Stored data entries
=== Section Start ===

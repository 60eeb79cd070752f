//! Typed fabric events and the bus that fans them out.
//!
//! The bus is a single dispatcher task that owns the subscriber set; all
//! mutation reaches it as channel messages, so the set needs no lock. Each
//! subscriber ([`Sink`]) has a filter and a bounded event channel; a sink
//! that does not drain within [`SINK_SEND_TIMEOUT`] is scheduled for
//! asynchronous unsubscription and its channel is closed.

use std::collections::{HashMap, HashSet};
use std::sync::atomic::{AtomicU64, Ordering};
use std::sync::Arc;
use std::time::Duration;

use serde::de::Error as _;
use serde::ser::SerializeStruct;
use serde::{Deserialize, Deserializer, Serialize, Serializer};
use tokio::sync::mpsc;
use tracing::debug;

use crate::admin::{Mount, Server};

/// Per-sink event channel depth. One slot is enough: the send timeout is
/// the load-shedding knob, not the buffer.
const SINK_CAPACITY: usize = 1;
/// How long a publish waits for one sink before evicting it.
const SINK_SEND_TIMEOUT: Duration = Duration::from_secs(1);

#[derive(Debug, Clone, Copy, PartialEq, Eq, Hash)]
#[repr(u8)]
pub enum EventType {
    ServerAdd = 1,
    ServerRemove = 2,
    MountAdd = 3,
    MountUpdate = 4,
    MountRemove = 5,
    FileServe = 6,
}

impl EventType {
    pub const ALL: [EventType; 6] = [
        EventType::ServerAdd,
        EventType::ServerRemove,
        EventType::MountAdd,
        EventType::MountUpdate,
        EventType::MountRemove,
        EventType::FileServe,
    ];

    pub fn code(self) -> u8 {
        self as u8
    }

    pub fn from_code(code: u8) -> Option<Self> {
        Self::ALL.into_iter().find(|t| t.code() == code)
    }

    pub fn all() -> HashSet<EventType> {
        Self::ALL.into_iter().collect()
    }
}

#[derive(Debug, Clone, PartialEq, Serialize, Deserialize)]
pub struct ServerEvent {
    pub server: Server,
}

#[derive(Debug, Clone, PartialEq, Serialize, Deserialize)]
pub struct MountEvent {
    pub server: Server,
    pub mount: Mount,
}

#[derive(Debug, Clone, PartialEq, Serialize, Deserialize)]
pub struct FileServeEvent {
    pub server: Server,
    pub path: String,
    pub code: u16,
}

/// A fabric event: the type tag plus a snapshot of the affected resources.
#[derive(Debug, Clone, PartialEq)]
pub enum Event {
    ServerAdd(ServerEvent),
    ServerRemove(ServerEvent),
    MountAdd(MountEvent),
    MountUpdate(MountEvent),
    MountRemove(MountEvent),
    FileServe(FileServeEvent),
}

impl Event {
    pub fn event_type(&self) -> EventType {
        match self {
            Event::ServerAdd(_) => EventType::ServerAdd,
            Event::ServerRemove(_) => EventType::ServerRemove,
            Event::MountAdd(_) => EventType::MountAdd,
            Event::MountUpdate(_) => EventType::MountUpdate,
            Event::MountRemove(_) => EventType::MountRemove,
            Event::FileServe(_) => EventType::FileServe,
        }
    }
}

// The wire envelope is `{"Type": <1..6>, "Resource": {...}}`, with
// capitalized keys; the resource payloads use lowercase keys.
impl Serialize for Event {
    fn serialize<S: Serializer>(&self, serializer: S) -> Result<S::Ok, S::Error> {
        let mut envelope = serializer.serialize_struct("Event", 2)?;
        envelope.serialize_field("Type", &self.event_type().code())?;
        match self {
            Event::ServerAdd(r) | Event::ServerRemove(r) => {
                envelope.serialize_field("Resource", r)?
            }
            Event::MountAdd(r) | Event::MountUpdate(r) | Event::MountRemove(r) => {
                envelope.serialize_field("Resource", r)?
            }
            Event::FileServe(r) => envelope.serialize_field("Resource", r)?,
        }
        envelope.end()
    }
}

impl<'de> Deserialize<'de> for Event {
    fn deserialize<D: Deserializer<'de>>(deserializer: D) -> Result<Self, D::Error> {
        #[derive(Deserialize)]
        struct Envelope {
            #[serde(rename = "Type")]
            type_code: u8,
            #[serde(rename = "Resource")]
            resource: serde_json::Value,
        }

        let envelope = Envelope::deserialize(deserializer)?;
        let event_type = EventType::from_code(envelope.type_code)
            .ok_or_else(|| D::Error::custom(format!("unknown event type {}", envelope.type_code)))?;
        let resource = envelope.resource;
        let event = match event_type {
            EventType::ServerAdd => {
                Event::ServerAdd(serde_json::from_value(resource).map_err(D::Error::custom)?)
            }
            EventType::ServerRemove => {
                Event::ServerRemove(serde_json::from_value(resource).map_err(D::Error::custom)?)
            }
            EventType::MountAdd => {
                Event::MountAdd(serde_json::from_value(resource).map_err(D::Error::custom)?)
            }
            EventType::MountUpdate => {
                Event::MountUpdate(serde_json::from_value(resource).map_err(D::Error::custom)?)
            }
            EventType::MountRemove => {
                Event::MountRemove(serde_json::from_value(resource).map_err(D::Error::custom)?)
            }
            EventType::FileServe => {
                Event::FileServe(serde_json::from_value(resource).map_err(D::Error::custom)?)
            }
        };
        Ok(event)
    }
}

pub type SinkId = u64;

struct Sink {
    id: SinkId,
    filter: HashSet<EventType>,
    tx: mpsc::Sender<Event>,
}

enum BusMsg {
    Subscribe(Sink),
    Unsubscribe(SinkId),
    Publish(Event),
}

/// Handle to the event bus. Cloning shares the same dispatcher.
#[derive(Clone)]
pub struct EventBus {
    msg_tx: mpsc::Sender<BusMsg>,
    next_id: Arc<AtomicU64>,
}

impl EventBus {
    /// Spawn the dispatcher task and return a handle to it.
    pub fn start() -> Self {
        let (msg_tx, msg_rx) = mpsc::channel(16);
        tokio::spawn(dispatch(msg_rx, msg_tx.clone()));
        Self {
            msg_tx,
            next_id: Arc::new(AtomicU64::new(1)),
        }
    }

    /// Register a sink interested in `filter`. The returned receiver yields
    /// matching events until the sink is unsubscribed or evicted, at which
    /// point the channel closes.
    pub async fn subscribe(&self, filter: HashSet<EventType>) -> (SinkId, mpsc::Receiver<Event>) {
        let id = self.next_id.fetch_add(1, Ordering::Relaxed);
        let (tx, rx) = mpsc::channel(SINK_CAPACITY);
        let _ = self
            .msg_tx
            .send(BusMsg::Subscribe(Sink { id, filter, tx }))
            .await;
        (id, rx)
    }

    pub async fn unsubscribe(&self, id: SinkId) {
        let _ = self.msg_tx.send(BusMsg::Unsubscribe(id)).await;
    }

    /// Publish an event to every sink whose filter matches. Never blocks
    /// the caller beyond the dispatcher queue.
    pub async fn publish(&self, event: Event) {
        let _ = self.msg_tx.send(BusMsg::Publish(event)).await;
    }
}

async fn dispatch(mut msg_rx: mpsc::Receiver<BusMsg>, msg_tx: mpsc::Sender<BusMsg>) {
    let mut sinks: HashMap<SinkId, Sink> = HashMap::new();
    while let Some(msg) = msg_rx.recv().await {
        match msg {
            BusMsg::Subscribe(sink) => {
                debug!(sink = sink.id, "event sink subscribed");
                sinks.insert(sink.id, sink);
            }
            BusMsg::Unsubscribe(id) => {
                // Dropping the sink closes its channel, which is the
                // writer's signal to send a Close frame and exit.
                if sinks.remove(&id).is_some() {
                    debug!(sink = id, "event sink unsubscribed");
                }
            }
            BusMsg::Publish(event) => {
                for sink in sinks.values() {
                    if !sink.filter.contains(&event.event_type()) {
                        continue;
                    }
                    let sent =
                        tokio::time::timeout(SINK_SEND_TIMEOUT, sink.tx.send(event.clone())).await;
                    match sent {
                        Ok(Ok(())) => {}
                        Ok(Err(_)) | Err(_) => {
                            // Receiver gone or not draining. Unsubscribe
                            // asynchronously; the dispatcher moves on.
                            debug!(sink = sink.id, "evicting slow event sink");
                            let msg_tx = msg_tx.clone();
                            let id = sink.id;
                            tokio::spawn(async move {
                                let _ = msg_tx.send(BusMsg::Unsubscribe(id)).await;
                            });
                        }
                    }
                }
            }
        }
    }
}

=== Section End ===

GOAL OF THE EXERCISE:
Repeat every line exactly, starting with the first line of the entries, and stop once the line containing "pub struct ServerEvent" has been given.

TASK SOLUTION:
repository 60eeb79cd070752f
//! Typed fabric events and the bus that fans them out.
//!
//! The bus is a single dispatcher task that owns the subscriber set; all
//! mutation reaches it as channel messages, so the set needs no lock. Each
//! subscriber ([`Sink`]) has a filter and a bounded event channel; a sink
//! that does not drain within [`SINK_SEND_TIMEOUT`] is scheduled for
//! asynchronous unsubscription and its channel is closed.

use std::collections::{HashMap, HashSet};
use std::sync::atomic::{AtomicU64, Ordering};
use std::sync::Arc;
use std::time::Duration;

use serde::de::Error as _;
use serde::ser::SerializeStruct;
use serde::{Deserialize, Deserializer, Serialize, Serializer};
use tokio::sync::mpsc;
use tracing::debug;

use crate::admin::{Mount, Server};

/// Per-sink event channel depth. One slot is enough: the send timeout is
/// the load-shedding knob, not the buffer.
const SINK_CAPACITY: usize = 1;
/// How long a publish waits for one sink before evicting it.
const SINK_SEND_TIMEOUT: Duration = Duration::from_secs(1);

#[derive(Debug, Clone, Copy, PartialEq, Eq, Hash)]
#[repr(u8)]
pub enum EventType {
    ServerAdd = 1,
    ServerRemove = 2,
    MountAdd = 3,
    MountUpdate = 4,
    MountRemove = 5,
    FileServe = 6,
}

impl EventType {
    pub const ALL: [EventType; 6] = [
        EventType::ServerAdd,
        EventType::ServerRemove,
        EventType::MountAdd,
        EventType::MountUpdate,
        EventType::MountRemove,
        EventType::FileServe,
    ];

    pub fn code(self) -> u8 {
        self as u8
    }

    pub fn from_code(code: u8) -> Option<Self> {
        Self::ALL.into_iter().find(|t| t.code() == code)
    }

    pub fn all() -> HashSet<EventType> {
        Self::ALL.into_iter().collect()
    }
}

#[derive(Debug, Clone, PartialEq, Serialize, Deserialize)]
pub struct ServerEvent {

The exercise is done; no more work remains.